When paleontologist Martin Qvarnström began peering inside 230-million-year-old fossilized dinosaur dung using an advanced X-ray technology, he wasn’t sure he’d see anything of interest.
But embedded in ancient excrement, he discovered multitudes.
Scans revealed tiny beetles with antennas and delicate legs intact, crushed bones from extinct crocodile ancestors, half-digested fish and an abundance of plant life within the bromalites — fossilized feces and vomit — of early dinosaurs and the creatures that roamed alongside them.
From paleontological poop, Qvarnström and colleagues reconstructed the ecology, biology and food webs that wove together the early dinosaur ecosystem in the Polish Basin in central Europe from 230 to 200 million years ago. The research, published Wednesday in the journal Nature, focuses on a critical, but obscure, period in the late Triassic and early Jurassic, when the first dinosaurs appeared in that region and rose to dominance — part of a major turnover in life on Earth.
The picture that emerges from the study of more than 500 bromalites — mostly coprolites, or droppings — is one of a gradual process of change. Small dinosaur ancestors opportunistically took advantage of food sources made more abundant by environmental changes, evolved into larger creatures and widened their ecological niche.
Stephen Brusatte, a paleontologist at the University of Edinburgh who was not involved in the study, called the deep dive into dino droppings “insightful and innovative,” for putting some of the “most maligned fossils” under scrutiny.
“Academic paleontologists can be prone to toilet humor, too,” Brusatte wrote in an email. “But wow, (bromalites) can give us a lot of information. This is exactly what we need to understand the predator and prey links from millions of years ago.”
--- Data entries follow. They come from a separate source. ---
use ratatui::prelude::*;
use ratatui::widgets::{Block, Borders, List, ListItem, Paragraph};

use wf_simulation::{CoordinateDomain, Rgb};

use crate::tui::app::App;

/// Weeds listed in the side panel, newest first.
const RECENT_WEEDS: usize = 40;

pub fn draw(frame: &mut Frame, app: &App) {
    let chunks = Layout::default()
        .direction(Direction::Vertical)
        .constraints([
            Constraint::Min(0),    // Field + side panel
            Constraint::Length(1), // Status bar
        ])
        .split(frame.area());

    let body = Layout::default()
        .direction(Direction::Horizontal)
        .constraints([Constraint::Min(0), Constraint::Length(34)])
        .split(chunks[0]);

    draw_field(frame, app, body[0]);
    draw_weed_list(frame, app, body[1]);
    draw_status_bar(frame, app, chunks[1]);
}

fn draw_field(frame: &mut Frame, app: &App, area: Rect) {
    let grid = &app.grid;
    let newest = app.newest();
    let mut lines: Vec<Line> = Vec::with_capacity(grid.rows() + 4);

    for row in 0..grid.rows() {
        let mut spans: Vec<Span> = Vec::with_capacity(grid.cols() + 1);
        for (col, label) in grid.id_labels(row).into_iter().enumerate() {
            let span = match grid.mark(col, row) {
                Some(mark) => {
                    let mut style = Style::default().fg(weed_color(mark.color));
                    if Some(mark.id) == newest {
                        style = style.bold();
                    }
                    Span::styled("●", style)
                }
                None => match label {
                    Some(ch) => Span::styled(ch.to_string(), Style::default().fg(Color::Gray)),
                    None => Span::styled("·", Style::default().fg(Color::DarkGray)),
                },
            };
            spans.push(span);
        }
        if let Some(label) = grid.y_label(row) {
            spans.push(Span::styled(
                format!(" {label}"),
                Style::default().fg(Color::Gray),
            ));
        }
        lines.push(Line::from(spans));
    }
    for axis_row in grid.x_axis() {
        lines.push(Line::styled(axis_row, Style::default().fg(Color::Gray)));
    }

    let field = Paragraph::new(lines).block(
        Block::default()
            .title(" Field ")
            .borders(Borders::ALL)
            .border_style(Style::default().fg(Color::Green)),
    );
    frame.render_widget(field, area);
}

fn draw_weed_list(frame: &mut Frame, app: &App, area: Rect) {
    let integer = app.sim.config().coordinates == CoordinateDomain::Integer;
    let items: Vec<ListItem> = app
        .sim
        .field()
        .as_slice()
        .iter()
        .rev()
        .take(RECENT_WEEDS)
        .map(|weed| {
            let p = weed.position();
            let pos = if integer {
                format!("({:.0}, {:.0})", p.x, p.y)
            } else {
                format!("({:.1}, {:.1})", p.x, p.y)
            };
            ListItem::new(Line::from(vec![
                Span::styled("● ", Style::default().fg(weed_color(weed.color()))),
                Span::styled(
                    format!("{:>5}", weed.id().0),
                    Style::default().fg(Color::White).bold(),
                ),
                Span::raw("  "),
                Span::styled(pos, Style::default().fg(Color::DarkGray)),
            ]))
        })
        .collect();

    let list = List::new(items).block(
        Block::default()
            .title(format!(" Weeds ({}) ", app.sim.field().len()))
            .borders(Borders::ALL)
            .border_style(Style::default().fg(Color::Yellow)),
    );
    frame.render_widget(list, area);
}

fn draw_status_bar(frame: &mut Frame, app: &App, area: Rect) {
    let config = app.sim.config();
    let inside = app
        .sim
        .field()
        .count_within(config.field_width, config.field_height);
    let state = if app.sim.is_running() {
        "running"
    } else {
        "stopped"
    };
    let hint = format!(
        " {state} | tick {} | {} weeds | {} in field | seed {} | q/Esc: stop ",
        app.sim.current_tick(),
        app.sim.field().len(),
        inside,
        config.seed,
    );
    let status = Paragraph::new(hint).style(Style::default().fg(Color::Black).bg(Color::White));
    frame.render_widget(status, area);
}

fn weed_color(color: Option<Rgb>) -> Color {
    match color {
        Some(Rgb(r, g, b)) => Color::Rgb(r, g, b),
        None => Color::White,
    }
}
The celebrities of the paleontological world tend to have giant footprints and outsize bodies — the fearsome apex predators and charismatic herbivores whose skeletons fill museum halls and ignite the imagination.
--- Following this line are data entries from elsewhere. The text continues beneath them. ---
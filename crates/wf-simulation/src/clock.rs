use std::time::Duration;

/// Tracks simulation time: a monotonic tick counter plus the wall-clock
/// interval the front end waits between ticks.
#[derive(Debug, Clone)]
pub struct SimClock {
    tick: u64,
    interval: Duration,
}

impl SimClock {
    /// Create a new clock starting at tick 0.
    pub fn new(interval: Duration) -> Self {
        Self { tick: 0, interval }
    }

    /// Advance the clock by one tick. Returns the new tick number.
    pub fn advance(&mut self) -> u64 {
        self.tick += 1;
        self.tick
    }

    /// Return the current tick number.
    pub fn tick(&self) -> u64 {
        self.tick
    }

    /// Pause between two ticks.
    pub fn interval(&self) -> Duration {
        self.interval
    }

    /// Wall-clock time covered by the ticks so far, at the nominal interval.
    pub fn elapsed(&self) -> Duration {
        self.interval.saturating_mul(u32::try_from(self.tick).unwrap_or(u32::MAX))
    }
}

impl Default for SimClock {
    fn default() -> Self {
        Self::new(Duration::from_millis(200))
    }
}

#[cfg(test)]
mod tests {
    use super::*;

    #[test]
    fn clock_initial_state() {
        let clock = SimClock::default();
        assert_eq!(clock.tick(), 0);
        assert_eq!(clock.elapsed(), Duration::ZERO);
        assert_eq!(clock.interval(), Duration::from_millis(200));
    }

    #[test]
    fn clock_advance_increments() {
        let mut clock = SimClock::new(Duration::from_millis(100));
        clock.advance();
        clock.advance();
        assert_eq!(clock.advance(), 3);
        assert_eq!(clock.tick(), 3);
        assert_eq!(clock.elapsed(), Duration::from_millis(300));
    }
}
Fossilized digestive contents, on the other hand, tend to be stored in basements and are often the object of jokes, said Grzegorz Niedzwiedzki, a paleontologist at Uppsala University in Sweden and the senior author of the study.
But look close enough and they can reveal details about how dinosaurs lived — what they ate, how they fit into their ecosystems and how that changed over time.
The authors used their study to construct a food web, with arrows showing what and who prehistoric creatures were chowing on. When the first dinosaur ancestors came on the scene in present-day Poland some 230 million years ago, they were small, omnivorous and opportunistic silesaurids. The study reveals they filled their stomachs with tiny beetles, among other food.
Carnivorous dinosaurs appeared around 220 million years ago. Herbivorous dinosaurs emerged about 10 million years later. Around 200 million years ago, the plant-eaters may have gained an advantage when the climate became more humid, favoring dinosaurs with a wider palate, who expanded from a mostly conifer diet to consume ferns and other plants that became more abundant.
This dietary flexibility may have helped allow for the emergence of larger dinosaurs. Then, they began to become far more diverse and spread geographically.
While the question of how the non-avian dinosaurs went extinct is a source of wide fascination, the question of how they came to rule in the first place remains remarkably obscure.
The new study closely followed the record in one part of the world, and a similar approach could now be used in other regions, to discern if the food webs were similar and identify differences in how dinosaurs rose to dominance.
The new study favors the idea that dinosaurs were well-suited to take advantage of changes in the prehistoric environment, but also reveals that the age of the dinosaurs had a slow, complicated start.
“Dinosaurs did not simply sweep across ancient Poland and the rest of the world soon after they originated, like a marauding army,” Brusatte said. “It took them time, and patience, and a lot of adaptation, all while being affected by the evolutionary whims of the other organisms in their food webs.”